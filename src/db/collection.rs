// src/db/collection.rs

use std::collections::HashMap;
use std::sync::Arc;

use serde::{de::DeserializeOwned, Serialize};
use serde_json::Value;
use tokio::sync::RwLock;

use crate::{
    common::error::AppError,
    db::backend::{CollectionBackend, CollectionName},
};

/// Um registro com chave natural (celular do cliente, número da fatura).
pub trait Record: Serialize + DeserializeOwned + Clone + Send + Sync + 'static {
    /// Campo JSON que guarda a chave. Usado também nos registros que não
    /// puderam ser lidos.
    const KEY_FIELD: &'static str;

    /// `None` para registros antigos sem chave: ficam na lista, fora do índice.
    fn key(&self) -> Option<&str>;

    /// Ajustes aplicados a cada registro lido do backend.
    fn normalize(&mut self) {}
}

// Registro que não bate com o tipo fica guardado como veio e é regravado igual
#[derive(Debug, Clone)]
enum Entry<T> {
    Typed(T),
    Raw { key: Option<String>, value: Value },
}

impl<T: Record> Entry<T> {
    fn key(&self) -> Option<&str> {
        match self {
            Entry::Typed(record) => record.key(),
            Entry::Raw { key, .. } => key.as_deref(),
        }
    }
}

fn raw_key(value: &Value, field: &str) -> Option<String> {
    match value.get(field)? {
        Value::String(s) if !s.is_empty() => Some(s.clone()),
        Value::Number(n) => Some(n.to_string()),
        _ => None,
    }
}

/// Lista ordenada + índice pela chave natural.
///
/// Se a coleção tiver chaves repetidas, o índice aponta para a primeira.
#[derive(Debug, Clone)]
pub struct Collection<T> {
    entries: Vec<Entry<T>>,
    index: HashMap<String, usize>,
}

impl<T: Record> Default for Collection<T> {
    fn default() -> Self {
        Self::new(Vec::new())
    }
}

impl<T: Record> Collection<T> {
    pub fn new(records: Vec<T>) -> Self {
        Self::from_entries(records.into_iter().map(Entry::Typed).collect())
    }

    fn from_entries(entries: Vec<Entry<T>>) -> Self {
        let mut collection = Self {
            entries,
            index: HashMap::new(),
        };
        collection.reindex();
        collection
    }

    /// Converte os valores do backend. Entradas que não são registros
    /// válidos continuam na coleção sem alteração, mas não podem ser editadas.
    pub fn from_values(name: CollectionName, values: Vec<Value>) -> Self {
        let mut entries = Vec::with_capacity(values.len());
        for (position, value) in values.into_iter().enumerate() {
            match serde_json::from_value::<T>(value.clone()) {
                Ok(mut record) => {
                    record.normalize();
                    entries.push(Entry::Typed(record));
                }
                Err(e) => {
                    tracing::warn!(
                        "⚠️ Registro {} de {} ilegível, mantido como está: {}",
                        position,
                        name,
                        e
                    );
                    entries.push(Entry::Raw {
                        key: raw_key(&value, T::KEY_FIELD),
                        value,
                    });
                }
            }
        }
        Self::from_entries(entries)
    }

    pub fn to_values(&self) -> Result<Vec<Value>, AppError> {
        self.entries
            .iter()
            .map(|entry| match entry {
                Entry::Typed(record) => serde_json::to_value(record).map_err(AppError::from),
                Entry::Raw { value, .. } => Ok(value.clone()),
            })
            .collect()
    }

    fn reindex(&mut self) {
        self.index.clear();
        for (position, entry) in self.entries.iter().enumerate() {
            let Some(key) = entry.key() else { continue };
            if self.index.contains_key(key) {
                tracing::warn!("⚠️ Chave duplicada na coleção: {}", key);
                continue;
            }
            self.index.insert(key.to_string(), position);
        }
    }

    /// Total de entradas, incluindo as ilegíveis.
    pub fn len(&self) -> usize {
        self.entries.len()
    }

    pub fn is_empty(&self) -> bool {
        self.entries.is_empty()
    }

    /// Só os registros tipados, na ordem.
    pub fn iter(&self) -> impl Iterator<Item = &T> {
        self.entries.iter().filter_map(|entry| match entry {
            Entry::Typed(record) => Some(record),
            Entry::Raw { .. } => None,
        })
    }

    /// Chaves de todas as entradas, inclusive as ilegíveis.
    pub fn keys(&self) -> impl Iterator<Item = &str> {
        self.entries.iter().filter_map(Entry::key)
    }

    pub fn contains_key(&self, key: &str) -> bool {
        self.index.contains_key(key)
    }

    /// Altera o registro da chave. Se a closure mudar a chave, o índice é refeito.
    ///
    /// `None` se a chave não existe. Registro ilegível dá `MalformedRecord`.
    pub fn update<R>(
        &mut self,
        key: &str,
        f: impl FnOnce(&mut T) -> Result<R, AppError>,
    ) -> Option<Result<R, AppError>> {
        let position = *self.index.get(key)?;
        let Entry::Typed(record) = &mut self.entries[position] else {
            return Some(Err(AppError::MalformedRecord(key.to_string())));
        };
        let result = f(record);
        if record.key() != Some(key) {
            self.reindex();
        }
        Some(result)
    }

    pub fn push(&mut self, record: T) {
        if let Some(key) = record.key() {
            if !self.index.contains_key(key) {
                self.index.insert(key.to_string(), self.entries.len());
            }
        }
        self.entries.push(Entry::Typed(record));
    }

    /// Remove todas as entradas com a chave. Retorna quantas saíram.
    pub fn remove(&mut self, key: &str) -> usize {
        if !self.index.contains_key(key) {
            return 0;
        }
        let before = self.entries.len();
        self.entries.retain(|entry| entry.key() != Some(key));
        self.reindex();
        before - self.entries.len()
    }
}

/// Dono de uma coleção em memória, gravando no backend a cada alteração.
///
/// As escritas passam pelo write lock: a closure altera um rascunho, o
/// rascunho é salvo e só então substitui o estado. Se o `save` falhar, nada
/// muda em memória.
pub struct CollectionRepository<T> {
    name: CollectionName,
    backend: Arc<dyn CollectionBackend>,
    state: Arc<RwLock<Collection<T>>>,
}

impl<T> Clone for CollectionRepository<T> {
    fn clone(&self) -> Self {
        Self {
            name: self.name,
            backend: self.backend.clone(),
            state: self.state.clone(),
        }
    }
}

impl<T: Record> CollectionRepository<T> {
    pub async fn load(
        name: CollectionName,
        backend: Arc<dyn CollectionBackend>,
    ) -> Result<Self, AppError> {
        let values = backend.load(name).await?;
        let collection = Collection::from_values(name, values);
        if collection.is_empty() {
            tracing::info!("✅ Coleção de {} vazia", name);
        } else {
            tracing::info!("✅ {} {} carregados", collection.len(), name);
        }

        Ok(Self {
            name,
            backend,
            state: Arc::new(RwLock::new(collection)),
        })
    }

    pub async fn read<R>(&self, f: impl FnOnce(&Collection<T>) -> R) -> R {
        let guard = self.state.read().await;
        f(&guard)
    }

    pub async fn mutate<R>(
        &self,
        f: impl FnOnce(&mut Collection<T>) -> Result<R, AppError>,
    ) -> Result<R, AppError> {
        let mut guard = self.state.write().await;

        let mut draft = guard.clone();
        let result = f(&mut draft)?;

        let values = draft.to_values()?;
        self.backend.save(self.name, &values).await?;

        *guard = draft;
        Ok(result)
    }
}

#[cfg(test)]
mod tests {
    use super::*;
    use crate::db::in_memory::InMemoryBackend;
    use async_trait::async_trait;
    use serde::Deserialize;
    use serde_json::json;

    #[derive(Debug, Clone, PartialEq, Serialize, Deserialize)]
    struct Item {
        #[serde(default)]
        code: Option<String>,
        #[serde(default)]
        qty: u32,
    }

    impl Record for Item {
        const KEY_FIELD: &'static str = "code";

        fn key(&self) -> Option<&str> {
            self.code.as_deref()
        }
    }

    // Quantidade do primeiro registro com a chave
    fn qty(c: &Collection<Item>, code: &str) -> Option<u32> {
        c.iter().find(|i| i.key() == Some(code)).map(|i| i.qty)
    }

    fn item(code: &str, qty: u32) -> Item {
        Item {
            code: Some(code.to_string()),
            qty,
        }
    }

    #[test]
    fn first_duplicate_wins_lookups() {
        let c = Collection::new(vec![item("a", 1), item("b", 2), item("a", 3)]);
        assert_eq!(c.len(), 3);
        let mut c = c;
        assert_eq!(c.update("a", |i| Ok(i.qty)).unwrap().unwrap(), 1);
    }

    #[test]
    fn keyless_records_are_kept_but_not_indexed() {
        let mut c = Collection::new(vec![Item { code: None, qty: 9 }]);
        c.push(item("x", 1));
        assert_eq!(c.len(), 2);
        assert!(c.contains_key("x"));
        assert_eq!(c.iter().next().map(|i| i.qty), Some(9));
    }

    #[test]
    fn remove_drops_every_record_with_the_key() {
        let mut c = Collection::new(vec![item("a", 1), item("b", 2), item("a", 3)]);
        assert_eq!(c.remove("a"), 2);
        assert_eq!(c.len(), 1);
        assert_eq!(qty(&c, "b"), Some(2));
        assert_eq!(c.remove("zzz"), 0);
    }

    #[test]
    fn update_reindexes_when_key_changes() {
        let mut c = Collection::new(vec![item("a", 1), item("b", 2)]);
        c.update("a", |i| {
            i.code = Some("c".into());
            Ok(())
        })
        .unwrap()
        .unwrap();
        assert!(!c.contains_key("a"));
        assert_eq!(qty(&c, "c"), Some(1));
        assert!(c.update("missing", |i| {
            i.qty = 0;
            Ok(())
        })
        .is_none());
    }

    #[test]
    fn unreadable_values_are_kept_verbatim() {
        let values = vec![
            json!({"code": "a"}),
            json!(42),
            json!({"code": "b", "qty": "many"}),
        ];
        let c: Collection<Item> = Collection::from_values(CollectionName::Clients, values);

        assert_eq!(c.len(), 3);
        assert_eq!(c.iter().count(), 1);
        assert!(c.contains_key("b"));
        assert_eq!(c.keys().collect::<Vec<_>>(), vec!["a", "b"]);
        assert_eq!(
            c.to_values().unwrap(),
            vec![json!({"code": "a", "qty": 0}), json!(42), json!({"code": "b", "qty": "many"})]
        );
    }

    #[test]
    fn unreadable_records_cannot_be_updated_but_can_be_removed() {
        let mut c: Collection<Item> = Collection::from_values(
            CollectionName::Clients,
            vec![json!({"code": "b", "qty": "many"}), json!({"code": 7, "qty": -1})],
        );

        let result = c.update("b", |i| Ok(i.qty));
        assert!(matches!(result, Some(Err(AppError::MalformedRecord(k))) if k == "b"));

        assert_eq!(c.remove("7"), 1);
        assert_eq!(c.len(), 1);
    }

    #[tokio::test]
    async fn writes_keep_unreadable_records_in_place() {
        let seed = vec![
            json!({"code": "a", "qty": "many"}),
            json!({"code": "b", "qty": 2}),
        ];
        let backend = Arc::new(InMemoryBackend::with_records(CollectionName::Clients, seed));
        let repo: CollectionRepository<Item> =
            CollectionRepository::load(CollectionName::Clients, backend.clone())
                .await
                .unwrap();

        repo.mutate(|c| {
            c.push(item("c", 3));
            Ok(())
        })
        .await
        .unwrap();

        assert_eq!(
            backend.snapshot(CollectionName::Clients),
            vec![
                json!({"code": "a", "qty": "many"}),
                json!({"code": "b", "qty": 2}),
                json!({"code": "c", "qty": 3}),
            ]
        );
    }

    #[tokio::test]
    async fn mutate_persists_the_whole_collection() {
        let backend = Arc::new(InMemoryBackend::new());
        let repo: CollectionRepository<Item> =
            CollectionRepository::load(CollectionName::Clients, backend.clone())
                .await
                .unwrap();

        repo.mutate(|c| {
            c.push(item("a", 1));
            c.push(item("b", 2));
            Ok(())
        })
        .await
        .unwrap();

        assert_eq!(
            backend.snapshot(CollectionName::Clients),
            vec![json!({"code": "a", "qty": 1}), json!({"code": "b", "qty": 2})]
        );
    }

    #[tokio::test]
    async fn failed_closure_leaves_state_untouched() {
        let backend = Arc::new(InMemoryBackend::new());
        let repo: CollectionRepository<Item> =
            CollectionRepository::load(CollectionName::Clients, backend.clone())
                .await
                .unwrap();

        let result: Result<(), AppError> = repo
            .mutate(|c| {
                c.push(item("a", 1));
                Err(AppError::InvalidInput("no".into()))
            })
            .await;

        assert!(result.is_err());
        assert_eq!(repo.read(|c| c.len()).await, 0);
        assert!(backend.snapshot(CollectionName::Clients).is_empty());
    }

    struct BrokenBackend;

    #[async_trait]
    impl CollectionBackend for BrokenBackend {
        async fn load(&self, _: CollectionName) -> Result<Vec<Value>, AppError> {
            Ok(vec![json!({"code": "a", "qty": 1})])
        }

        async fn save(&self, _: CollectionName, _: &[Value]) -> Result<(), AppError> {
            Err(std::io::Error::other("disk full").into())
        }
    }

    #[tokio::test]
    async fn failed_save_leaves_state_untouched() {
        let repo: CollectionRepository<Item> =
            CollectionRepository::load(CollectionName::Clients, Arc::new(BrokenBackend))
                .await
                .unwrap();

        let result = repo
            .mutate(|c| {
                c.remove("a");
                Ok(())
            })
            .await;

        assert!(matches!(result, Err(AppError::StorageError(_))));
        assert!(repo.read(|c| c.contains_key("a")).await);
    }
}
──────────────────────────────
**What you will do:**
As you read the records above, find each line that contains "matches" and copy it.

**Exercise output:**
        assert!(matches!(result, Some(Err(AppError::MalformedRecord(k))) if k == "b"));
        assert!(matches!(result, Err(AppError::StorageError(_))));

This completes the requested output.